Field-based vegetation mapping is important for environmental assessments. Often, the area covered by a species is estimated visually within a reference frame. However, such assessments are prone to observer bias and a large variability.
We developed a deep learning pipeline relying on YOLOv8 models to segment species and estimate the percentage cover (%) of Vaccinium myrtillus (blueberry) and Vaccinium vitis-idaea (lingonberry), two key understory species in boreal forests. We used 138 nadir and downward-looking images of the forest floor captured in correspondence with 50 × 50 cm vegetation sub-plots assessed within National Forest Inventory (NFI) plots. First, we trained a bounding-box frame detection model to crop the image to the same area assessed in the field. Second, we trained an instance segmentation model to classify species. Third, we flattened the class values into a semantic raster and estimated the species-specific cover by pixel counting.
We evaluated our method against an independent test set of 156 images and found a root mean squared error (RMSE) of 8.82% for blueberry and 3.49% for lingonberry and no substantial systematic errors.
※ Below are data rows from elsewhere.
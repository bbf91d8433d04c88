//! Command and tool authorization.
//!
//! Decisions are synchronous and side-effect free. A denial is a `Decision`
//! value carrying a reason, never an error.

pub mod blocklist;
pub mod gate;
pub mod policy;
pub mod segment;
pub mod tokenizer;
pub mod validators;

pub use gate::{ToolAuthorizer, ToolGate};
pub use policy::{AuthorizationPolicy, Decision, Preset, authorize, infer_programs};
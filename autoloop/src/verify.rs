//! Verification retry controller.
//!
//! Runs a task's behavior check and the configured quality checks, records
//! the attempt in the ledger and decides what happens to the task. After
//! [`MAX_VERIFICATION_ATTEMPTS`] failed attempts no further check is run and
//! the task stays blocked.

use std::path::Path;

use anyhow::{Context, Result, anyhow};
use chrono::{DateTime, Utc};
use regex::Regex;
use tracing::{info, warn};

use crate::core::task::{Task, TaskStatus, find_task_mut};
use crate::core::verification::{
    Failure, FailureKind, MAX_VERIFICATION_ATTEMPTS, TestOutcome, VerificationRecord,
    classify_outcome, synthesize_guidance,
};
use crate::io::checks::CheckRunner;
use crate::io::config::{LoopConfig, VerificationConfig};
use crate::io::init::RunPaths;
use crate::io::task_store::{load_tasks, write_tasks};
use crate::io::verification_store::{VerificationLedger, load_ledger_or_default, write_ledger};

/// What verification decided for one task.
#[derive(Debug, Clone, PartialEq, Eq)]
pub enum VerifyOutcome {
    /// The task has no verification command.
    Skipped,
    Passed { attempt: u32 },
    /// Failed below the ceiling; the task goes back to `pending`.
    Failed { attempt: u32, guidance: String },
    /// The ceiling is reached; the task is `blocked`.
    Blocked { attempts: u32, guidance: String },
}

impl VerifyOutcome {
    pub fn passed(&self) -> bool {
        matches!(self, VerifyOutcome::Skipped | VerifyOutcome::Passed { .. })
    }

    /// Short label for progress notes.
    pub fn describe(&self) -> String {
        match self {
            VerifyOutcome::Skipped => "no verification command".to_string(),
            VerifyOutcome::Passed { attempt } => format!("verified on attempt {attempt}"),
            VerifyOutcome::Failed { attempt, .. } => {
                format!("verification failed (attempt {attempt}/{MAX_VERIFICATION_ATTEMPTS})")
            }
            VerifyOutcome::Blocked { attempts, .. } => {
                format!("blocked after {attempts} failed verification attempts")
            }
        }
    }
}

/// Where and how checks run.
pub struct VerifyContext<'a> {
    pub workdir: &'a Path,
    pub config: &'a VerificationConfig,
    pub checks: &'a dyn CheckRunner,
}

/// Verify `task`, appending the attempt to `ledger`.
///
/// Never fails: a check that cannot be spawned counts as a failed check.
pub fn verify_task(
    task: &Task,
    ledger: &mut VerificationLedger,
    ctx: &VerifyContext<'_>,
    now: DateTime<Utc>,
) -> VerifyOutcome {
    let Some(command) = task.verification_command.as_deref() else {
        return VerifyOutcome::Skipped;
    };

    if ledger.is_exhausted(&task.id) {
        return match ledger.latest(&task.id) {
            Some(record) if record.passed() => VerifyOutcome::Passed {
                attempt: record.attempt,
            },
            latest => VerifyOutcome::Blocked {
                attempts: ledger.attempts(&task.id),
                guidance: latest.map(|r| r.guidance.clone()).unwrap_or_default(),
            },
        };
    }

    let attempt = ledger.next_attempt(&task.id);
    let mut failures = Vec::new();

    let (behavior_passed, outcome) = run_behavior_check(
        command,
        task.verification_pattern.as_deref(),
        ctx,
        &mut failures,
    );
    let quality_passed = run_quality_checks(ctx, &mut failures);

    let guidance = synthesize_guidance(
        &task.id,
        attempt,
        outcome,
        &failures,
        ctx.config.guidance_max_lines,
    );
    let record = VerificationRecord {
        task_id: task.id.clone(),
        attempt,
        behavior_passed,
        quality_passed,
        outcome,
        failures,
        guidance: guidance.clone(),
        timestamp: now,
    };
    let passed = record.passed();
    ledger.push(record);

    info!(task_id = %task.id, attempt, behavior_passed, quality_passed, outcome = outcome.as_str(), "verification attempt recorded");

    if passed {
        VerifyOutcome::Passed { attempt }
    } else if attempt >= MAX_VERIFICATION_ATTEMPTS {
        warn!(task_id = %task.id, attempts = attempt, "verification ceiling reached");
        VerifyOutcome::Blocked {
            attempts: attempt,
            guidance,
        }
    } else {
        VerifyOutcome::Failed { attempt, guidance }
    }
}

fn run_behavior_check(
    command: &str,
    pattern: Option<&str>,
    ctx: &VerifyContext<'_>,
    failures: &mut Vec<Failure>,
) -> (bool, TestOutcome) {
    let timeout = ctx.config.test_timeout();
    let output = match ctx.checks.run_check(command, ctx.workdir, timeout) {
        Ok(output) => output,
        Err(err) => {
            failures.push(Failure {
                kind: FailureKind::Test,
                summary: format!("could not run `{command}`: {err:#}"),
                output: None,
            });
            return (false, TestOutcome::None);
        }
    };

    if output.timed_out {
        failures.push(Failure {
            kind: FailureKind::Test,
            summary: format!("`{command}` timed out after {}s", timeout.as_secs()),
            output: Some(output.output),
        });
        return (false, TestOutcome::None);
    }

    let mut passed = output.success;
    let mut summary = format!("`{command}` exited unsuccessfully");
    if let (true, Some(pattern)) = (passed, pattern) {
        match Regex::new(pattern) {
            Ok(re) if re.is_match(&output.output) => {}
            Ok(_) => {
                passed = false;
                summary = format!("output of `{command}` did not match /{pattern}/");
            }
            Err(err) => {
                passed = false;
                summary = format!("invalid success pattern /{pattern}/: {err}");
            }
        }
    }

    let outcome = classify_outcome(passed, &output.output);
    if !passed {
        failures.push(Failure {
            kind: FailureKind::Test,
            summary,
            output: Some(output.output),
        });
    }
    (passed, outcome)
}

fn run_quality_checks(ctx: &VerifyContext<'_>, failures: &mut Vec<Failure>) -> bool {
    let timeout = ctx.config.build_timeout();
    let mut all_passed = true;
    for check in &ctx.config.quality {
        let failure = match ctx.checks.run_check(&check.command, ctx.workdir, timeout) {
            Ok(output) if output.success => None,
            Ok(output) if output.timed_out => Some(Failure {
                kind: check.kind,
                summary: format!("`{}` timed out after {}s", check.command, timeout.as_secs()),
                output: Some(output.output),
            }),
            Ok(output) => Some(Failure {
                kind: check.kind,
                summary: format!("`{}` failed", check.command),
                output: Some(output.output),
            }),
            Err(err) => Some(Failure {
                kind: check.kind,
                summary: format!("could not run `{}`: {err:#}", check.command),
                output: None,
            }),
        };
        if let Some(failure) = failure {
            all_passed = false;
            failures.push(failure);
        }
    }
    all_passed
}

/// Apply the runner-owned status transition for `outcome`.
pub fn apply_outcome(task: &mut Task, outcome: &VerifyOutcome) {
    match outcome {
        VerifyOutcome::Skipped | VerifyOutcome::Passed { .. } => {}
        VerifyOutcome::Failed { .. } => {
            task.status = TaskStatus::Pending;
            task.completed_at = None;
        }
        VerifyOutcome::Blocked { .. } => {
            task.status = TaskStatus::Blocked;
            task.completed_at = None;
        }
    }
}

/// `autoloop verify <task-id>`: verify one task outside the loop and persist
/// the ledger and task list.
pub fn verify_and_record(
    paths: &RunPaths,
    config: &LoopConfig,
    checks: &dyn CheckRunner,
    task_id: &str,
) -> Result<VerifyOutcome> {
    let mut tasks = load_tasks(&paths.tasks_path).context("load tasks.json")?;
    let mut ledger = load_ledger_or_default(&paths.verification_path);
    let ctx = VerifyContext {
        workdir: &paths.workdir,
        config: &config.verification,
        checks,
    };

    let task = find_task_mut(&mut tasks, task_id)
        .ok_or_else(|| anyhow!("unknown task id '{task_id}'"))?;
    let outcome = verify_task(task, &mut ledger, &ctx, Utc::now());
    if outcome == VerifyOutcome::Skipped {
        return Ok(outcome);
    }
    apply_outcome(task, &outcome);

    write_ledger(&paths.verification_path, &ledger).context("write verification.json")?;
    write_tasks(&paths.tasks_path, &tasks).context("write tasks.json")?;
    Ok(outcome)
}

#[cfg(test)]
mod tests {
    use super::*;
    use crate::io::checks::CheckOutput;
    use crate::io::config::QualityCheck;
    use crate::test_support::{ScriptedCheckRunner, check_fail, check_pass, task};

    fn verifiable(id: &str) -> Task {
        task(id, &[])
            .with_status(TaskStatus::Completed)
            .with_verification("cargo test")
    }

    fn run(
        task: &Task,
        ledger: &mut VerificationLedger,
        config: &VerificationConfig,
        checks: &ScriptedCheckRunner,
    ) -> VerifyOutcome {
        let ctx = VerifyContext {
            workdir: Path::new("."),
            config,
            checks,
        };
        verify_task(task, ledger, &ctx, Utc::now())
    }

    #[test]
    fn task_without_command_is_skipped() {
        let checks = ScriptedCheckRunner::default();
        let mut ledger = VerificationLedger::default();
        let outcome = run(&task("a", &[]), &mut ledger, &VerificationConfig::default(), &checks);
        assert_eq!(outcome, VerifyOutcome::Skipped);
        assert!(ledger.is_empty());
        assert!(checks.calls().is_empty());
    }

    #[test]
    fn passing_check_records_attempt() {
        let checks = ScriptedCheckRunner::new(vec![check_pass("test result: ok. 4 passed")]);
        let mut ledger = VerificationLedger::default();
        let outcome = run(&verifiable("a"), &mut ledger, &VerificationConfig::default(), &checks);
        assert_eq!(outcome, VerifyOutcome::Passed { attempt: 1 });
        assert!(ledger.latest("a").expect("record").passed());
    }

    #[test]
    fn failed_attempt_carries_guidance() {
        let checks = ScriptedCheckRunner::new(vec![check_fail(
            "error[E0425]: cannot find value `x` in this scope",
        )]);
        let mut ledger = VerificationLedger::default();
        let outcome = run(&verifiable("a"), &mut ledger, &VerificationConfig::default(), &checks);

        let VerifyOutcome::Failed { attempt, guidance } = outcome else {
            panic!("expected failure, got {outcome:?}");
        };
        assert_eq!(attempt, 1);
        assert!(guidance.contains("E0425"));
        assert_eq!(
            ledger.latest("a").expect("record").outcome,
            TestOutcome::CompilationError
        );
    }

    #[test]
    fn third_failure_blocks_and_fourth_never_runs() {
        let checks = ScriptedCheckRunner::new(vec![
            check_fail("assertion failed"),
            check_fail("assertion failed"),
            check_fail("assertion failed"),
        ]);
        let mut ledger = VerificationLedger::default();
        let config = VerificationConfig::default();
        let task = verifiable("a");

        assert!(matches!(run(&task, &mut ledger, &config, &checks), VerifyOutcome::Failed { attempt: 1, .. }));
        assert!(matches!(run(&task, &mut ledger, &config, &checks), VerifyOutcome::Failed { attempt: 2, .. }));
        assert!(matches!(run(&task, &mut ledger, &config, &checks), VerifyOutcome::Blocked { attempts: 3, .. }));

        let outcome = run(&task, &mut ledger, &config, &checks);
        assert!(matches!(outcome, VerifyOutcome::Blocked { attempts: 3, .. }));
        assert_eq!(checks.calls().len(), 3);
        assert_eq!(ledger.attempts("a"), 3);
    }

    #[test]
    fn pattern_must_match_output() {
        let checks = ScriptedCheckRunner::new(vec![check_pass("0 passed")]);
        let mut ledger = VerificationLedger::default();
        let mut task = verifiable("a");
        task.verification_pattern = Some(r"[1-9]\d* passed".to_string());

        let outcome = run(&task, &mut ledger, &VerificationConfig::default(), &checks);
        assert!(matches!(outcome, VerifyOutcome::Failed { .. }));
        let record = ledger.latest("a").expect("record");
        assert!(!record.behavior_passed);
        assert!(record.failures[0].summary.contains("did not match"));
    }

    #[test]
    fn timeout_is_a_failed_attempt() {
        let checks = ScriptedCheckRunner::new(vec![CheckOutput {
            success: false,
            timed_out: true,
            output: "[timed out]".to_string(),
        }]);
        let mut ledger = VerificationLedger::default();
        let outcome = run(&verifiable("a"), &mut ledger, &VerificationConfig::default(), &checks);
        assert!(matches!(outcome, VerifyOutcome::Failed { .. }));
        let record = ledger.latest("a").expect("record");
        assert_eq!(record.outcome, TestOutcome::None);
        assert!(record.failures[0].summary.contains("timed out"));
    }

    #[test]
    fn quality_failure_fails_attempt_independently() {
        let checks = ScriptedCheckRunner::new(vec![
            check_pass("ok"),
            check_fail("warning: unused variable: `y`"),
        ]);
        let config = VerificationConfig {
            quality: vec![QualityCheck {
                kind: FailureKind::Lint,
                command: "cargo clippy".to_string(),
            }],
            ..VerificationConfig::default()
        };
        let mut ledger = VerificationLedger::default();
        let outcome = run(&verifiable("a"), &mut ledger, &config, &checks);

        assert!(matches!(outcome, VerifyOutcome::Failed { .. }));
        let record = ledger.latest("a").expect("record");
        assert!(record.behavior_passed);
        assert!(!record.quality_passed);
        assert_eq!(checks.calls(), vec!["cargo test", "cargo clippy"]);
    }

    #[test]
    fn apply_outcome_moves_status() {
        let mut t = verifiable("a");
        t.completed_at = Some(Utc::now());
        apply_outcome(
            &mut t,
            &VerifyOutcome::Failed {
                attempt: 1,
                guidance: String::new(),
            },
        );
        assert_eq!(t.status, TaskStatus::Pending);
        assert!(t.completed_at.is_none());

        apply_outcome(
            &mut t,
            &VerifyOutcome::Blocked {
                attempts: 3,
                guidance: String::new(),
            },
        );
        assert_eq!(t.status, TaskStatus::Blocked);
    }
}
An additional comparison with ocular estimation by various field workers for the same plots showed that the model estimates were within the range of estimates by field workers 8 out of 9 times for blueberry and 7 out of 9 times for lingonberry.
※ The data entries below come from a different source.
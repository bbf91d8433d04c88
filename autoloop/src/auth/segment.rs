//! Split a tokenized command into independently authorized segments.

use crate::auth::tokenizer::{Token, TokenKind, tokenize};

/// One command between chain/pipe operators.
#[derive(Debug, Clone, PartialEq, Eq)]
pub struct Segment {
    /// Words in order, excluding redirect operators and their targets.
    pub words: Vec<String>,
    /// Every token of the segment (redirects included) re-joined with single spaces.
    pub text: String,
}

impl Segment {
    /// The program this segment runs, path-stripped, skipping `VAR=value` prefixes.
    pub fn program(&self) -> Option<String> {
        self.words
            .iter()
            .find(|word| !is_assignment(word))
            .map(|word| program_name(word))
    }

    /// Arguments after the program word.
    pub fn args(&self) -> &[String] {
        let start = self
            .words
            .iter()
            .position(|word| !is_assignment(word))
            .map(|idx| idx + 1)
            .unwrap_or(self.words.len());
        &self.words[start..]
    }

    /// The program word as written (before path stripping).
    pub fn raw_program(&self) -> Option<&str> {
        self.words
            .iter()
            .find(|word| !is_assignment(word))
            .map(String::as_str)
    }
}

/// Split tokens at `|`, `||`, `&&`, `;` and `&`. Empty segments are dropped.
pub fn split_segments(tokens: &[Token]) -> Vec<Segment> {
    let mut segments = Vec::new();
    let mut words = Vec::new();
    let mut parts: Vec<&str> = Vec::new();
    let mut skip_redirect_target = false;

    for token in tokens {
        match token.kind {
            TokenKind::Operator => {
                push_segment(&mut segments, &mut words, &mut parts);
                skip_redirect_target = false;
            }
            TokenKind::Redirect => {
                parts.push(&token.text);
                // `2>&1` style duplications still take a target word.
                skip_redirect_target = true;
            }
            TokenKind::Word => {
                parts.push(&token.text);
                if skip_redirect_target {
                    skip_redirect_target = false;
                } else {
                    words.push(token.text.clone());
                }
            }
        }
    }
    push_segment(&mut segments, &mut words, &mut parts);
    segments
}

/// Tokenize and split in one step.
pub fn segment_command(command: &str) -> Vec<Segment> {
    split_segments(&tokenize(command))
}

fn push_segment(segments: &mut Vec<Segment>, words: &mut Vec<String>, parts: &mut Vec<&str>) {
    if !words.is_empty() || !parts.is_empty() {
        segments.push(Segment {
            words: std::mem::take(words),
            text: parts.join(" "),
        });
    }
    parts.clear();
}

/// `NAME=value` where NAME is a shell identifier.
pub fn is_assignment(word: &str) -> bool {
    let Some((name, _)) = word.split_once('=') else {
        return false;
    };
    let mut chars = name.chars();
    matches!(chars.next(), Some(c) if c.is_ascii_alphabetic() || c == '_')
        && chars.all(|c| c.is_ascii_alphanumeric() || c == '_')
}

/// Strip any directory prefix: `/usr/bin/python3` becomes `python3`.
pub fn program_name(word: &str) -> String {
    word.rsplit('/').next().unwrap_or(word).to_string()
}
use std::io::Write;

use crate::{bytes_ext::WriteBytesExt, error::Error};

pub const IMAGE_TYPE_PALETTIZED: u32 = 2;

/// A palettized texture record: header words id, image_type, width,
/// height; then width*height index bytes; then a list of palette keys, of
/// which only the first is used.
pub struct PalImage<'a> {
    pub id: u32,
    pub width: u32,
    pub height: u32,
    indices: &'a [u8],
    pub palette_key: u32,
}

impl<'a> PalImage<'a> {
    /// Returns `Ok(None)` for image types this tool does not decode
    /// (including type 4, whose format is unknown).
    pub fn parse(key: u32, data: &'a [u8]) -> Result<Option<PalImage<'a>>, Error> {
        if data.len() < 16 {
            return Err(Error::InvalidRecord(key, "graphic header truncated"));
        }
        let word = |i: usize| u32::from_le_bytes(data[4 * i..4 * i + 4].try_into().unwrap());

        if word(1) != IMAGE_TYPE_PALETTIZED {
            return Ok(None);
        }

        let width = word(2);
        let height = word(3);
        let num_pixels = width as usize * height as usize;
        if data.len() < 16 + num_pixels {
            return Err(Error::InvalidRecord(key, "index data truncated"));
        }

        // The index plane is padded out to a whole number of words before
        // the palette reference list.
        let palette_loc = 16 + 4 * num_pixels.div_ceil(4);
        if data.len() < palette_loc + 4 {
            return Err(Error::InvalidRecord(key, "palette reference list missing"));
        }
        let palette_key =
            u32::from_le_bytes(data[palette_loc..palette_loc + 4].try_into().unwrap());

        Ok(Some(PalImage {
            id: word(0),
            width,
            height,
            indices: &data[16..16 + num_pixels],
            palette_key,
        }))
    }

    pub fn decode(&self, clut: &Clut) -> Result<Bitmap, Error> {
        let (w, h) = (self.width as usize, self.height as usize);
        let mut bitmap = Bitmap::new(self.width, self.height);

        for y in 0..h {
            for x in 0..w {
                let index = self.indices[y * w + x] as usize;
                bitmap.put_pixel(x, y, clut.get(index)?);
            }
        }

        Ok(bitmap)
    }
}

/// A direct-color UI graphic record: header words id, width, height; then
/// width*height pixels of three bytes each.
pub struct RgbImage<'a> {
    pub id: u32,
    pub width: u32,
    pub height: u32,
    pixels: &'a [u8],
}

impl<'a> RgbImage<'a> {
    pub fn parse(key: u32, data: &'a [u8]) -> Result<RgbImage<'a>, Error> {
        if data.len() < 12 {
            return Err(Error::InvalidRecord(key, "graphic header truncated"));
        }
        let word = |i: usize| u32::from_le_bytes(data[4 * i..4 * i + 4].try_into().unwrap());

        let width = word(1);
        let height = word(2);
        let num_pixels = width as usize * height as usize;
        if data.len() < 12 + 3 * num_pixels {
            return Err(Error::InvalidRecord(key, "pixel data truncated"));
        }

        Ok(RgbImage {
            id: word(0),
            width,
            height,
            pixels: &data[12..12 + 3 * num_pixels],
        })
    }

    pub fn decode(&self) -> Bitmap {
        let (w, h) = (self.width as usize, self.height as usize);
        let mut bitmap = Bitmap::new(self.width, self.height);

        for y in 0..h {
            for x in 0..w {
                let src = &self.pixels[3 * (y * w + x)..];
                bitmap.put_pixel(x, y, (src[2], src[1], src[0]));
            }
        }

        bitmap
    }
}

/// A palette record. Entry i holds its B, G, R channels at bytes
/// 8 + 4*i + {0,1,2}; the fourth byte is ignored.
pub struct Clut<'a> {
    key: u32,
    data: &'a [u8],
}

impl<'a> Clut<'a> {
    pub fn new(key: u32, data: &'a [u8]) -> Clut<'a> {
        Clut { key, data }
    }

    pub fn get(&self, i: usize) -> Result<(u8, u8, u8), Error> {
        let base = 8 + 4 * i;
        if base + 3 > self.data.len() {
            return Err(Error::InvalidRecord(self.key, "palette entry out of range"));
        }
        Ok((
            self.data[base + 0],
            self.data[base + 1],
            self.data[base + 2],
        ))
    }
}

/// A decoded image: B,G,R triples, top row first.
pub struct Bitmap {
    width: u32,
    height: u32,
    data: Vec<u8>,
}

impl Bitmap {
    pub fn new(width: u32, height: u32) -> Bitmap {
        let data = vec![0u8; 3 * width as usize * height as usize];
        Bitmap {
            width,
            height,
            data,
        }
    }

    pub fn put_pixel(&mut self, x: usize, y: usize, bgr: (u8, u8, u8)) {
        let base = 3 * (y * self.width as usize + x);
        self.data[base + 0] = bgr.0;
        self.data[base + 1] = bgr.1;
        self.data[base + 2] = bgr.2;
    }

    pub fn pixel(&self, x: usize, y: usize) -> (u8, u8, u8) {
        let base = 3 * (y * self.width as usize + x);
        (self.data[base + 0], self.data[base + 1], self.data[base + 2])
    }

    /// Write an uncompressed 24-bit Windows BMP: rows bottom-up, each row
    /// padded with `width mod 4` zero bytes.
    pub fn write_bmp<W: Write>(&self, w: &mut W) -> std::io::Result<()> {
        let pad = (self.width % 4) as usize;
        let data_size = 3 * self.width * self.height + self.width % 4 * self.height;

        w.write_le_u16(0x4D42)?;
        w.write_le_u32(data_size + 54)?;
        w.write_le_u16(0)?;
        w.write_le_u16(0)?;
        w.write_le_u32(54)?;
        w.write_le_u32(40)?;
        w.write_le_u32(self.width)?;
        w.write_le_u32(self.height)?;
        w.write_le_u16(1)?;
        w.write_le_u16(24)?;
        w.write_le_u32(0)?;
        w.write_le_u32(data_size)?;
        w.write_le_u32(0)?;
        w.write_le_u32(0)?;
        w.write_le_u32(0)?;
        w.write_le_u32(0)?;

        for y in (0..self.height as usize).rev() {
            let row = &self.data[3 * y * self.width as usize..][..3 * self.width as usize];
            w.write_all(row)?;
            for _ in 0..pad {
                w.write_u8(0)?;
            }
        }

        Ok(())
    }
}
The developed method shows promise in reducing observer bias and variability in vegetation surveys, thereby improving their consistency while significantly reducing the time needed for species-specific coverage estimation. This is particularly beneficial for repeated measurements and monitoring vegetation cover dynamics. However, as the method relies on RGB data, it is limited to estimating the percentage of visible species that are not obscured by others. Expanding the method to include a broader range of cover classes (e.g. grasses, rocks, logs) or species could automate the capture of crucial information from widely available ground-based images, thereby enhancing our ability to characterize a broader range of ecosystems.